** Opening INPUT block **
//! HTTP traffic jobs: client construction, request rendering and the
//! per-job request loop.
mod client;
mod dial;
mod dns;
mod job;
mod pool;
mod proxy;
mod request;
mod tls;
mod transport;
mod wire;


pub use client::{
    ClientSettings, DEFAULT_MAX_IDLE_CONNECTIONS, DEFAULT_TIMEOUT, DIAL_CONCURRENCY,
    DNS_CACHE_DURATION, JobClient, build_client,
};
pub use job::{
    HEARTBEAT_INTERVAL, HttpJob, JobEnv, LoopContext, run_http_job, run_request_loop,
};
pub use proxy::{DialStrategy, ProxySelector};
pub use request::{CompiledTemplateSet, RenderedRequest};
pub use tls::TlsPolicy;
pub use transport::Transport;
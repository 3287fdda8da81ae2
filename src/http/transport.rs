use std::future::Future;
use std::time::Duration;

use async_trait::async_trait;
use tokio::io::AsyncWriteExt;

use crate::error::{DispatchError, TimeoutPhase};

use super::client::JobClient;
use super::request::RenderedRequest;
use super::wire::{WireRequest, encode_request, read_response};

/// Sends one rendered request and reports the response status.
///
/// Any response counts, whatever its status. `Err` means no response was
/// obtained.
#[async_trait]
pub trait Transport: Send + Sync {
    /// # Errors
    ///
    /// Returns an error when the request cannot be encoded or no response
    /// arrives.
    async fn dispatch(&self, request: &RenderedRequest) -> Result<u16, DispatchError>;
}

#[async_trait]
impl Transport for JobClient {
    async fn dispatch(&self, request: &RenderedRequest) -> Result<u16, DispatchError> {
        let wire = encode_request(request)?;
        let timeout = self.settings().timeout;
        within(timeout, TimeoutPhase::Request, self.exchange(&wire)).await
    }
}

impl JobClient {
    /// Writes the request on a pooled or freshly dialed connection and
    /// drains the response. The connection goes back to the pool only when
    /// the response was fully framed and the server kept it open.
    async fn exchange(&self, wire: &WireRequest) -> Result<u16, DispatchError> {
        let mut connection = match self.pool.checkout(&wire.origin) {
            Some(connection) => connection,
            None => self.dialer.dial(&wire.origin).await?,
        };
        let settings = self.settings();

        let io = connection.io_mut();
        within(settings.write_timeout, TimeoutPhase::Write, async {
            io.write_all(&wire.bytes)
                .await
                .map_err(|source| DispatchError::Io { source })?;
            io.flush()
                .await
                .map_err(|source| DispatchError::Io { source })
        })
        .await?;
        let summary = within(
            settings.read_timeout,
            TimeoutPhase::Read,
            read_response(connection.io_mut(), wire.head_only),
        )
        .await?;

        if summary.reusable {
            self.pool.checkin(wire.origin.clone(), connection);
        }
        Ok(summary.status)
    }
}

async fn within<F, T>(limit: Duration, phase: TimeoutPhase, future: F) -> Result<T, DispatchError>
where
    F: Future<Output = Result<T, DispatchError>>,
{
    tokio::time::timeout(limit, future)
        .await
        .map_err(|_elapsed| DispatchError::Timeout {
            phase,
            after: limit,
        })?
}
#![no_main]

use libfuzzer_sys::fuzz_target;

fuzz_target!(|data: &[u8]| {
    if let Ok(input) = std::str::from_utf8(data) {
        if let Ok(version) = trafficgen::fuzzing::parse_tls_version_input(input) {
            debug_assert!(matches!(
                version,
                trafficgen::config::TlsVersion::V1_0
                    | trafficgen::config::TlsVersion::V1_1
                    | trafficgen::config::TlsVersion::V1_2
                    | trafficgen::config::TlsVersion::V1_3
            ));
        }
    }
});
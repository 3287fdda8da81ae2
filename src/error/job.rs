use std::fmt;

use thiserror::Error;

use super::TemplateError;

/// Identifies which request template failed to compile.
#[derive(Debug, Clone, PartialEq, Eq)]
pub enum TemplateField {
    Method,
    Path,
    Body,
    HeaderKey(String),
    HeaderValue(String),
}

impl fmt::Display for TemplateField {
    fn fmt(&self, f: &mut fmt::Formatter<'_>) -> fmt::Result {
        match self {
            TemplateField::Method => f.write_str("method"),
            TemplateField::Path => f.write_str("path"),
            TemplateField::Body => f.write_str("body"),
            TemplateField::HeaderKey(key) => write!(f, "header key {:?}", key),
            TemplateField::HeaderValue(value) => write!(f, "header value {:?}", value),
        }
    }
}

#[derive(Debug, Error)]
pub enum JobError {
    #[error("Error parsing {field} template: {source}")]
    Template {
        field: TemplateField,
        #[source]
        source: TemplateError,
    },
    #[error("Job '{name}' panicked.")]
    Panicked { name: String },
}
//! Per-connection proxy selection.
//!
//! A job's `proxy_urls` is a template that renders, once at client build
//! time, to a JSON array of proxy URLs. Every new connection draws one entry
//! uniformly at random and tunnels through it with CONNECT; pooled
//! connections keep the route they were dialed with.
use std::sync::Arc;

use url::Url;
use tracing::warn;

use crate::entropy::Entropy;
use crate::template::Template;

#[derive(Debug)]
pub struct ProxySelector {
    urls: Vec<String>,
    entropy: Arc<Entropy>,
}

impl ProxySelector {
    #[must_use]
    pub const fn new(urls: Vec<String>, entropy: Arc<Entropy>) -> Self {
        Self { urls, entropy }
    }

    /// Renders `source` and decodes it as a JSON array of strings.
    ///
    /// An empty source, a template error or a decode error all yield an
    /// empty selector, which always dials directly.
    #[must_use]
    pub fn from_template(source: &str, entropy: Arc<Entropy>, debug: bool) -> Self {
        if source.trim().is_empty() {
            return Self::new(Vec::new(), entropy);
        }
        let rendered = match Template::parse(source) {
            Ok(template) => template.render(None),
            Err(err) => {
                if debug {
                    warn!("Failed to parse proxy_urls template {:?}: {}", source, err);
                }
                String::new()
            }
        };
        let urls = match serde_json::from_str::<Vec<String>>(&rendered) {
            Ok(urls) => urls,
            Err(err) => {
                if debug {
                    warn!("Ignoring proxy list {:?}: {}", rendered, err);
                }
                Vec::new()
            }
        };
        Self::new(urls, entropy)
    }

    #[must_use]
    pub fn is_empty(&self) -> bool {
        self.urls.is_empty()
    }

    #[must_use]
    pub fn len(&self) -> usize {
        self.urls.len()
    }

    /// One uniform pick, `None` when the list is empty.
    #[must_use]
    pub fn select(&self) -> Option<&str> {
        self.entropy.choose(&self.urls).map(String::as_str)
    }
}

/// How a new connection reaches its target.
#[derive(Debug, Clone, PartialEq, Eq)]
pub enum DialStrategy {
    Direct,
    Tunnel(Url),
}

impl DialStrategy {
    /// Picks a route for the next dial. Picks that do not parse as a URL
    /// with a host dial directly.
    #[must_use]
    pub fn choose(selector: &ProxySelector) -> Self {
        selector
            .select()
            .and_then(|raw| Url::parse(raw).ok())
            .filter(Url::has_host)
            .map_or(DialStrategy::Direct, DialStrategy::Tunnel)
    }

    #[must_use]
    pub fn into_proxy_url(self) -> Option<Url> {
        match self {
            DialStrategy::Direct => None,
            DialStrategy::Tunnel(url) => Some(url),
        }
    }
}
** Closing INPUT block **
YOUR INSTRUCTIONS: Output the listing above without altering a single character.

RESULT:
//! HTTP traffic jobs: client construction, request rendering and the
//! per-job request loop.
mod client;
mod dial;
mod dns;
mod job;
mod pool;
mod proxy;
mod request;
mod tls;
mod transport;
mod wire;


pub use client::{
    ClientSettings, DEFAULT_MAX_IDLE_CONNECTIONS, DEFAULT_TIMEOUT, DIAL_CONCURRENCY,
    DNS_CACHE_DURATION, JobClient, build_client,
};
pub use job::{
    HEARTBEAT_INTERVAL, HttpJob, JobEnv, LoopContext, run_http_job, run_request_loop,
};
pub use proxy::{DialStrategy, ProxySelector};
pub use request::{CompiledTemplateSet, RenderedRequest};
pub use tls::TlsPolicy;
pub use transport::Transport;
repository 3287fdda8da81ae2
filename src/http/transport.rs
use std::future::Future;
use std::time::Duration;

use async_trait::async_trait;
use tokio::io::AsyncWriteExt;

use crate::error::{DispatchError, TimeoutPhase};

use super::client::JobClient;
use super::request::RenderedRequest;
use super::wire::{WireRequest, encode_request, read_response};

/// Sends one rendered request and reports the response status.
///
/// Any response counts, whatever its status. `Err` means no response was
/// obtained.
#[async_trait]
pub trait Transport: Send + Sync {
    /// # Errors
    ///
    /// Returns an error when the request cannot be encoded or no response
    /// arrives.
    async fn dispatch(&self, request: &RenderedRequest) -> Result<u16, DispatchError>;
}

#[async_trait]
impl Transport for JobClient {
    async fn dispatch(&self, request: &RenderedRequest) -> Result<u16, DispatchError> {
        let wire = encode_request(request)?;
        let timeout = self.settings().timeout;
        within(timeout, TimeoutPhase::Request, self.exchange(&wire)).await
    }
}

impl JobClient {
    /// Writes the request on a pooled or freshly dialed connection and
    /// drains the response. The connection goes back to the pool only when
    /// the response was fully framed and the server kept it open.
    async fn exchange(&self, wire: &WireRequest) -> Result<u16, DispatchError> {
        let mut connection = match self.pool.checkout(&wire.origin) {
            Some(connection) => connection,
            None => self.dialer.dial(&wire.origin).await?,
        };
        let settings = self.settings();

        let io = connection.io_mut();
        within(settings.write_timeout, TimeoutPhase::Write, async {
            io.write_all(&wire.bytes)
                .await
                .map_err(|source| DispatchError::Io { source })?;
            io.flush()
                .await
                .map_err(|source| DispatchError::Io { source })
        })
        .await?;
        let summary = within(
            settings.read_timeout,
            TimeoutPhase::Read,
            read_response(connection.io_mut(), wire.head_only),
        )
        .await?;

        if summary.reusable {
            self.pool.checkin(wire.origin.clone(), connection);
        }
        Ok(summary.status)
    }
}

async fn within<F, T>(limit: Duration, phase: TimeoutPhase, future: F) -> Result<T, DispatchError>
where
    F: Future<Output = Result<T, DispatchError>>,
{
    tokio::time::timeout(limit, future)
        .await
        .map_err(|_elapsed| DispatchError::Timeout {
            phase,
            after: limit,
        })?
}
#![no_main]

use libfuzzer_sys::fuzz_target;

fuzz_target!(|data: &[u8]| {
    if let Ok(input) = std::str::from_utf8(data) {
        if let Ok(version) = trafficgen::fuzzing::parse_tls_version_input(input) {
            debug_assert!(matches!(
                version,
                trafficgen::config::TlsVersion::V1_0
                    | trafficgen::config::TlsVersion::V1_1
                    | trafficgen::config::TlsVersion::V1_2
                    | trafficgen::config::TlsVersion::V1_3
            ));
        }
    }
});
repository 3287fdda8da81ae2
filename src/error/job.rs
use std::fmt;

use thiserror::Error;

use super::TemplateError;

/// Identifies which request template failed to compile.
#[derive(Debug, Clone, PartialEq, Eq)]
pub enum TemplateField {
    Method,
    Path,
    Body,
    HeaderKey(String),
    HeaderValue(String),
}

impl fmt::Display for TemplateField {
    fn fmt(&self, f: &mut fmt::Formatter<'_>) -> fmt::Result {
        match self {
            TemplateField::Method => f.write_str("method"),
            TemplateField::Path => f.write_str("path"),
            TemplateField::Body => f.write_str("body"),
            TemplateField::HeaderKey(key) => write!(f, "header key {:?}", key),
            TemplateField::HeaderValue(value) => write!(f, "header value {:?}", value),
        }
    }
}

#[derive(Debug, Error)]
pub enum JobError {
    #[error("Error parsing {field} template: {source}")]
    Template {
        field: TemplateField,
        #[source]
        source: TemplateError,
    },
    #[error("Job '{name}' panicked.")]
    Panicked { name: String },
}
//! Per-connection proxy selection.
//!
//! A job's `proxy_urls` is a template that renders, once at client build
//! time, to a JSON array of proxy URLs. Every new connection draws one entry
//! uniformly at random and tunnels through it with CONNECT; pooled
//! connections keep the route they were dialed with.
use std::sync::Arc;

use url::Url;
use tracing::warn;

use crate::entropy::Entropy;
use crate::template::Template;

#[derive(Debug)]
pub struct ProxySelector {
    urls: Vec<String>,
    entropy: Arc<Entropy>,
}

impl ProxySelector {
    #[must_use]
    pub const fn new(urls: Vec<String>, entropy: Arc<Entropy>) -> Self {
        Self { urls, entropy }
    }

    /// Renders `source` and decodes it as a JSON array of strings.
    ///
    /// An empty source, a template error or a decode error all yield an
    /// empty selector, which always dials directly.
    #[must_use]
    pub fn from_template(source: &str, entropy: Arc<Entropy>, debug: bool) -> Self {
        if source.trim().is_empty() {
            return Self::new(Vec::new(), entropy);
        }
        let rendered = match Template::parse(source) {
            Ok(template) => template.render(None),
            Err(err) => {
                if debug {
                    warn!("Failed to parse proxy_urls template {:?}: {}", source, err);
                }
                String::new()
            }
        };
        let urls = match serde_json::from_str::<Vec<String>>(&rendered) {
            Ok(urls) => urls,
            Err(err) => {
                if debug {
                    warn!("Ignoring proxy list {:?}: {}", rendered, err);
                }
                Vec::new()
            }
        };
        Self::new(urls, entropy)
    }

    #[must_use]
    pub fn is_empty(&self) -> bool {
        self.urls.is_empty()
    }

    #[must_use]
    pub fn len(&self) -> usize {
        self.urls.len()
    }

    /// One uniform pick, `None` when the list is empty.
    #[must_use]
    pub fn select(&self) -> Option<&str> {
        self.entropy.choose(&self.urls).map(String::as_str)
    }
}

/// How a new connection reaches its target.
#[derive(Debug, Clone, PartialEq, Eq)]
pub enum DialStrategy {
    Direct,
    Tunnel(Url),
}

impl DialStrategy {
    /// Picks a route for the next dial. Picks that do not parse as a URL
    /// with a host dial directly.
    #[must_use]
    pub fn choose(selector: &ProxySelector) -> Self {
        selector
            .select()
            .and_then(|raw| Url::parse(raw).ok())
            .filter(Url::has_host)
            .map_or(DialStrategy::Direct, DialStrategy::Tunnel)
    }

    #[must_use]
    pub fn into_proxy_url(self) -> Option<Url> {
        match self {
            DialStrategy::Direct => None,
            DialStrategy::Tunnel(url) => Some(url),
        }
    }
}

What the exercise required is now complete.